Es bueno ser caminante. Y es dichoso quien asciende por las serranías, el que aspira la humedad de los bosques y adora los tucanes en vuelo... a veces. A veces no.
En muchos parajes, el volcán Arenal tiene un aire de tierra primitiva: así fueron los primeros días del mundo que la vegetación se esfuerza por vencer con pequeños brotes. A la derecha, arriba, el cono retumba, se desprenden rocas por el pico, entre nubes quedas.
Desciendo por las gradas, algo insólito entre los cascajos y pedregones que produjo la actividad volcánica hace unas décadas, y me adentro en el bosquecillo secundario que me separa de la entrada al parque. Camino por el sendero, precediendo a cuatro colegas, dos de ellos enamorados que por mirarse no miran por dónde van. El aire se ha cargado de sombras bajo los bellos árboles.
No he visto animales, aunque ahí suele haber cariblancos y congos, los monos más capaces de adaptarse al deterioro ambiental de Costa Rica. A nuestro paso se eleva un ceibo imperial, majestuoso, digno de los dioses, si los hay, e indigno de los depredadores humanos, que sobran sobre la Tierra.
Tendrá cien, quinientos o más años de hincar raíces y observar los delirios del volcán sin inmutarse. Si existen los milagros, este es el más grande.
Después ocurrió lo que no hace dichosos a los caminantes. Estaba al lado del camino, sobre una hoja, donde se traslapan el lastre de piedra volcánica y el suelo de hierbas y hojas mustias.
Mientras revisaba los bastones de una colega sin detenerme, no sé por qué instinto animal me volteé y miré hacia adelante, hacia abajo, y la pillé a medio metro. La vi cuando ya tenía el cuerpo en forma de ese, la cabeza hacia adelante.
Por primera vez en mi vida me encuentro al alcance de una mano de piedra en su medio natural. Si hubiese apurado el paso, si la serpiente no me hubiera ocupado el foco visual en el instante preciso, le doy un puntapié y, en revancha, no quiero pensar cómo habría respondido por el atropello a su dignidad animal.
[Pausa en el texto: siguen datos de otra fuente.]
//! Termination handshake.
//!
//! ```text
//!                 terminate()                PipeTerm (delay)
//!   DelimiterReceived ──┐   Active ─────────────────────► WaitingForDelimiter
//!        ▲  │ PipeTerm  │     │ │ PipeTerm (no delay)          │ delimiter read,
//!  delim │  ▼           │     │ └───────────────┐              │ terminate(false)
//!   read │ TermAckSent ◄┼─────┼─────────────────┴──────────────┘
//!        │              ▼     ▼ terminate()
//!        └──────────  TermReqSent1 ──PipeTerm──► TermReqSent2
//!                           │ PipeTermAck (ack back)   │ PipeTermAck
//!                           ▼                          ▼
//!                       Terminated ◄───────────────────┘ ◄── TermAckSent + PipeTermAck
//! ```
//!
//! Each side sends at most one `PipeTerm` and exactly one `PipeTermAck`.

use log::trace;

use super::{Pipe, PipeEvents, PipeState, PipeStatus};
use crate::command::Command;
use crate::msg::Item;
use crate::{Error, Result};

impl Pipe {
    /// Starts or joins the termination handshake.
    ///
    /// With `delay` set, a pending peer request keeps draining inbound
    /// messages until the delimiter; otherwise they are treated as read.
    /// Calling it again once the handshake has started does nothing.
    pub fn terminate(&mut self, delay: bool) {
        self.delay = delay;

        match self.state {
            PipeState::TermReqSent1
            | PipeState::TermReqSent2
            | PipeState::TermAckSent
            | PipeState::Terminated => return,
            PipeState::Active | PipeState::DelimiterReceived => {
                self.send_to_peer(Command::PipeTerm);
                self.set_state(PipeState::TermReqSent1);
            }
            PipeState::WaitingForDelimiter if !self.delay => {
                self.rollback();
                self.out_pipe = None;
                self.send_to_peer(Command::PipeTermAck);
                self.set_state(PipeState::TermAckSent);
            }
            PipeState::WaitingForDelimiter => {}
        }

        self.out_active = false;

        if self.out_pipe.is_some() && !self.delimiter_written {
            self.rollback();
            if let Some(out) = self.out_pipe.as_mut() {
                out.write(Item::Delimiter, false);
            }
            self.delimiter_written = true;
            self.flush();
        }
    }

    pub(super) fn process_delimiter(&mut self) {
        match self.state {
            PipeState::Active => self.set_state(PipeState::DelimiterReceived),
            PipeState::WaitingForDelimiter => {
                self.rollback();
                self.out_pipe = None;
                self.send_to_peer(Command::PipeTermAck);
                self.set_state(PipeState::TermAckSent);
            }
            state => debug_assert!(false, "delimiter in {state:?}"),
        }
    }

    pub(super) fn process_pipe_term(&mut self) -> Result<()> {
        match self.state {
            PipeState::Active if self.delay => {
                self.set_state(PipeState::WaitingForDelimiter);
            }
            PipeState::Active | PipeState::DelimiterReceived => {
                self.out_pipe = None;
                self.send_to_peer(Command::PipeTermAck);
                self.set_state(PipeState::TermAckSent);
            }
            PipeState::TermReqSent1 => {
                self.out_pipe = None;
                self.send_to_peer(Command::PipeTermAck);
                self.set_state(PipeState::TermReqSent2);
            }
            state => {
                debug_assert!(false, "pipe term in {state:?}");
                return Err(Error::Protocol("unexpected pipe term"));
            }
        }
        Ok(())
    }

    pub(super) fn process_pipe_term_ack(
        &mut self,
        events: &mut dyn PipeEvents,
    ) -> Result<PipeStatus> {
        match self.state {
            PipeState::TermReqSent1 => {
                self.out_pipe = None;
                self.send_to_peer(Command::PipeTermAck);
            }
            PipeState::TermReqSent2 | PipeState::TermAckSent => {}
            state => {
                debug_assert!(false, "pipe term ack in {state:?}");
                return Err(Error::Protocol("unexpected pipe term ack"));
            }
        }

        events.pipe_terminated(self.id);

        // Nothing reads from here again; drop what the peer left behind.
        let mut dropped = 0usize;
        while self.in_pipe.read().is_some() {
            dropped += 1;
        }
        if dropped > 0 {
            trace!("{} dropped {dropped} unread items", self.id);
        }
        self.set_state(PipeState::Terminated);
        Ok(PipeStatus::Terminated)
    }
}

#[cfg(test)]
mod tests {
    use std::sync::Arc;

    use super::super::{pipepair, PairConfig};
    use super::*;
    use crate::command::{CommandSink, Envelope, LocalSink};
    use crate::msg::Msg;

    #[derive(Default)]
    struct Recorder {
        terminated: usize,
    }

    impl PipeEvents for Recorder {
        fn pipe_terminated(&mut self, _pipe: crate::command::PipeId) {
            self.terminated += 1;
        }
    }

    fn pair(delay: [bool; 2]) -> (Pipe, Pipe, Arc<LocalSink>, Arc<LocalSink>) {
        let a = Arc::new(LocalSink::new());
        let b = Arc::new(LocalSink::new());
        let (pa, pb) = pipepair(
            [
                Arc::clone(&a) as Arc<dyn CommandSink>,
                Arc::clone(&b) as Arc<dyn CommandSink>,
            ],
            PairConfig {
                delay,
                ..PairConfig::default()
            },
        );
        (pa, pb, a, b)
    }

    fn commands(envelopes: &[Envelope]) -> Vec<&'static str> {
        envelopes
            .iter()
            .map(|env| match env.command {
                Command::ActivateRead => "activate_read",
                Command::ActivateWrite { .. } => "activate_write",
                Command::Hiccup { .. } => "hiccup",
                Command::PipeTerm => "term",
                Command::PipeTermAck => "term_ack",
            })
            .collect()
    }

    #[test]
    fn local_terminate_without_delay_on_peer() {
        let (mut a, mut b, sa, sb) = pair([true, false]);
        let mut events_a = Recorder::default();
        let mut events_b = Recorder::default();

        // Put b's reader to sleep so a's final flush has to wake it.
        assert!(b.read().is_none());
        a.terminate(true);
        assert_eq!(a.state(), PipeState::TermReqSent1);
        a.terminate(true);

        let to_b = sb.drain();
        assert_eq!(commands(&to_b), vec!["term", "activate_read"]);
        for env in to_b {
            assert_eq!(
                b.process_command(env.command, &mut events_b).expect("b"),
                PipeStatus::Alive
            );
        }
        assert_eq!(b.state(), PipeState::TermAckSent);
        assert!(b.write(Msg::new("late")).is_err());
        assert!(b.read().is_none());

        let to_a = sa.drain();
        assert_eq!(commands(&to_a), vec!["term_ack"]);
        for env in to_a {
            assert_eq!(
                a.process_command(env.command, &mut events_a).expect("a"),
                PipeStatus::Terminated
            );
        }
        let to_b = sb.drain();
        assert_eq!(commands(&to_b), vec!["term_ack"]);
        for env in to_b {
            assert_eq!(
                b.process_command(env.command, &mut events_b).expect("b"),
                PipeStatus::Terminated
            );
        }
        assert_eq!(events_a.terminated, 1);
        assert_eq!(events_b.terminated, 1);
        assert!(a.is_terminated() && b.is_terminated());
        assert!(sa.is_empty());
    }

    #[test]
    fn delimiter_read_before_term_request() {
        let (mut a, mut b, _sa, sb) = pair([true, true]);
        a.write(Msg::new("last")).expect("write");
        a.terminate(true);

        // b keeps reading and hits the delimiter before the term command.
        assert_eq!(b.read().expect("last").data(), b"last");
        assert!(b.read().is_none());
        assert_eq!(b.state(), PipeState::DelimiterReceived);

        let envelopes = sb.drain();
        for env in envelopes {
            b.process_command(env.command, &mut ()).expect("b");
        }
        assert_eq!(b.state(), PipeState::TermAckSent);
    }

    #[test]
    fn waiting_for_delimiter_drains_then_acks() {
        let (mut a, mut b, sa, sb) = pair([true, true]);
        a.write(Msg::new("one")).expect("write");
        a.write(Msg::new("two")).expect("write");
        a.flush();
        a.terminate(true);

        for env in sb.drain() {
            b.process_command(env.command, &mut ()).expect("b");
        }
        assert_eq!(b.state(), PipeState::WaitingForDelimiter);
        assert_eq!(b.read().expect("one").data(), b"one");
        assert_eq!(b.read().expect("two").data(), b"two");
        assert!(b.read().is_none());
        assert_eq!(b.state(), PipeState::TermAckSent);
        assert_eq!(commands(&sa.drain()), vec!["term_ack"]);
    }

    #[test]
    fn unexpected_ack_is_a_protocol_error_in_release() {
        if cfg!(debug_assertions) {
            return;
        }
        let (mut a, _b, _sa, _sb) = pair([true, true]);
        let err = a
            .process_command(Command::PipeTermAck, &mut ())
            .expect_err("active pipe cannot take an ack");
        assert!(matches!(err, Error::Protocol(_)));
    }
}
Esta dignidad venenosa se llama en latín científico Atropoides picadoi. Como reza la descripción escolar, mide en promedio unos 90 cm y se caracteriza por ser muy gruesa en relación con lo largo del cuerpo, lo que explica el nombre común que le ha dado el habla popular. También se destaca por los diseños romboidales en la espalda, oscuros sobre fondo claro. Este rasgo le permite camuflarse entre los tonos pardos del suelo caribeño, en llanura y montaña, casi siempre húmedo.
El azar quiso que la sorprendiera así, dispuesta al ataque, un segundo antes de dar el último paso del último domingo de caminatas. Aún me chilla la imaginación evocando ese instante que no ocurrió.
Ahora lo cuento, sano y salvo: caminar por las faldas del Arenal entre los pedregones de lava es una experiencia... única, no solo por haberme maravillado ante la silueta imponente del cono entre las brumas.
Curiosa coincidencia: por un día erré el despertar de su vientre y por un segundo no me atravesé en el camino con quien no debía. El lunes recomenzaron los derrumbes y las erupciones. No fue culpa de la serpiente, desde luego, pero la naturaleza tiene sus designios. Los caminantes podemos ser felices con ella, a pesar del riesgo.